Data records
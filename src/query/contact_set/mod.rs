//! Contacts and their accumulation into contact sets.

pub use self::contact::Contact;
pub use self::contact_arena::{ContactArena, ContactHandle};
pub use self::contact_set::{ContactSet, QueryType};

mod contact;
mod contact_arena;
mod contact_set;
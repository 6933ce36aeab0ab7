use crate::query::{ContactSet, QueryError, QueryType};

/// Selects and runs the collision algorithm handling the objects of a contact set.
///
/// # Error Handling
///
/// `compute_collision` returns [`QueryError::UnsupportedShapePair`] when the dispatcher has no
/// algorithm for the pair of shape types. When dispatchers are chained with
/// [`chain()`](Self::chain), this error makes the next dispatcher of the chain handle the
/// query. Any other error is a precondition violation reported by the selected algorithm.
///
/// # Thread Safety
///
/// Dispatchers must be `Send + Sync` so they can be shared by threads running independent
/// queries.
pub trait CollisionDispatcher: Send + Sync {
    /// Computes the collision between `set.object_a` and `set.object_b`, merging the results
    /// into `set` following the rules of `query_type`.
    fn compute_collision(
        &self,
        set: &mut ContactSet,
        query_type: QueryType,
    ) -> Result<(), QueryError>;

    /// Construct a `CollisionDispatcher` that falls back on `other` for shape pairs not handled
    /// by `self`.
    fn chain<U: CollisionDispatcher>(self, other: U) -> CollisionDispatcherChain<Self, U>
    where
        Self: Sized,
    {
        CollisionDispatcherChain(self, other)
    }
}

/// A chain of two collision dispatchers.
///
/// The first dispatcher is tried first. If it reports an unsupported shape pair, the second
/// dispatcher is tried.
pub struct CollisionDispatcherChain<T, U>(T, U);

impl<T, U> CollisionDispatcher for CollisionDispatcherChain<T, U>
where
    T: CollisionDispatcher,
    U: CollisionDispatcher,
{
    fn compute_collision(
        &self,
        set: &mut ContactSet,
        query_type: QueryType,
    ) -> Result<(), QueryError> {
        match self.0.compute_collision(set, query_type) {
            Err(QueryError::UnsupportedShapePair(..)) => self.1.compute_collision(set, query_type),
            result => result,
        }
    }
}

*YOUR INSTRUCTIONS*
Among the entries, work out how many lines include the word "ContactSet". Answer with that number only.

*RESPONSE BELOW*
4